WESTFIELD — The Downtown Westfield Corporation (DWC) Board of Directors met July 22 via Zoom to discuss the hiring of a consultant, the guidelines for installing parklets in front of restaurants and the public arts plans for the downtown.
One of the first orders of business for the board was to hire a consultant to “do an evaluation of what the consumer wants today and also six months from today,” as board member Lew KImble said. The motion passed unanimously to accept the MGB consulting proposal. The consultant will start in August to fact-find and interview people to get a sense of “what Westfield is, has been and wants to be,” Executive Director Bob Zuckerman said.
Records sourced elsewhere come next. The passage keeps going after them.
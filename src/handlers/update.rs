use crate::error::{ApiError, ErrorResponse};
use crate::models::{Item, ItemInput};
use crate::routes;
use crate::state::AppState;
use axum::{Json, extract::Path, extract::State, http::StatusCode};
use uuid::Uuid;

/// PUT /items/:id handler - Replace an item
///
/// Full replacement, not a merge: every field except the id comes from the
/// request body, so omitting `tags` clears it.
#[utoipa::path(
    put,
    path = routes::ITEM,
    params(
        ("id" = String, Path, description = "UUID of the item")
    ),
    request_body = ItemInput,
    responses(
        (status = 200, description = "Item replaced", body = Item),
        (status = 400, description = "Invalid UUID format", body = ErrorResponse),
        (status = 404, description = "Item not found", body = ErrorResponse),
        (status = 422, description = "Validation error", body = ErrorResponse)
    ),
    tag = "items"
)]
pub async fn update_handler(
    State(state): State<AppState>,
    Path(id_str): Path<String>,
    Json(input): Json<ItemInput>,
) -> Result<(StatusCode, Json<Item>), ApiError> {
    let id = Uuid::parse_str(&id_str).map_err(|_| ApiError::InvalidUuid(id_str.clone()))?;

    let item = state.store.replace(id, input).await?;

    tracing::info!("Replaced item with id: {}", id);
    Ok((StatusCode::OK, Json(item)))
}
The landscape of the downtown has changed during the pandemic with the creation of parklets, sidewalk extensions intended as spaces for people to sit and eat. Currently, the downtown has one in front of Vicki’s Diner and Cosimo’s, one in front of Ferraro’s and one in front of Rock ’n’ Joe and 16 Prospect. Mr. Zuckerman said others have been requested, and said there is a need for guidelines to better determine who should qualify for a parklet. The DWC recommends which establishments should get parklets to the town. Ultimately, the town has the power to grant the parklet.
The guidelines, which were approved by the board members, include the qualifications that the adjacent spot next to the establishment cannot be reasonably used for tables that seat four or more people while also leaving four feet of access space on the sidewalk, that a single parklet takes up no more than two parking spots and that businesses agree to help beautify the parklet. The town is responsible only for placing a concrete barrier around the parklet, so it is up to establishments to spruce up the area with trees, plants and lights. The conditions also establish that preference will be given to restaurants that serve dinner, have table service and have liquor licenses.
Boxwood coffee shop requested a parklet, and the board agreed to recommend one. Although it does not serve dinner, have table service or have a liquor license, the board members said it was important to support the business. Mr. Zuckerman said that the Boxwood owners want to serve lunch again but that it would not make sense without more available seating. Board member Michael La Place said he thinks the parklet is important to Boxwood, especially due to its location.
“I think we should do whatever we can to help Boxwood because we have so many vacancies on that block,” Mr. La Place said. “We really need an anchor there.”
The downtown will have a few more empty storefronts. Ann Taylor closed its doors as one of 1,200 brick-and-mortar stores. Brummers also is closed after 116 years of sweet service. Omaha Steaks also closed. New in town is Westfield Creamery. A tattoo studio also will be opening on Prospect Street, and a pop-up fried ice cream stand is opening on Quimby Street.
The board members went over the newest developments with Quimby Street. For the time being, the street will be a one-way from Central to Elm seven days a week. The other side is closed to traffic and acts as a pedestrian plaza, complete with two DWC tents, lights and planters. There is space for programming, like live music on the weekends, and outdoor dining for Quimby Street businesses.
“I’m very optimistic we’ve finally found the right mix, the right balance for Quimby,” Mr. Zuckerman said.
The Westfield Downtown Pizza 5K netted double the profit of last year’s race, Mr. Zuckerman said. The money will be used for downtown beautification. One thing to look into is covers for the concrete barriers on Quimby Street, Mr. Zuckerman said. He said the money could also be used for planters, art on vacant storefronts and other ideas from the design committee.
Board member and Councilwoman Dawn Mackey reviewed what the town was doing for public art in the downtown area. She told board members to keep an eye out for butterflies, designed by Westfield residents, popping up around town in the next few weeks for the town’s 300th anniversary. She said that, “this is the year we’re committed to visual enhancement as opposed to events.” The public art commission is identifying nooks to decorate and energize some of the neglected parts of the town, Ms. Mackey said. The design committee will hang banners honoring Westfield’s 300th anniversary in the next few weeks, board member Peg Lockwood said.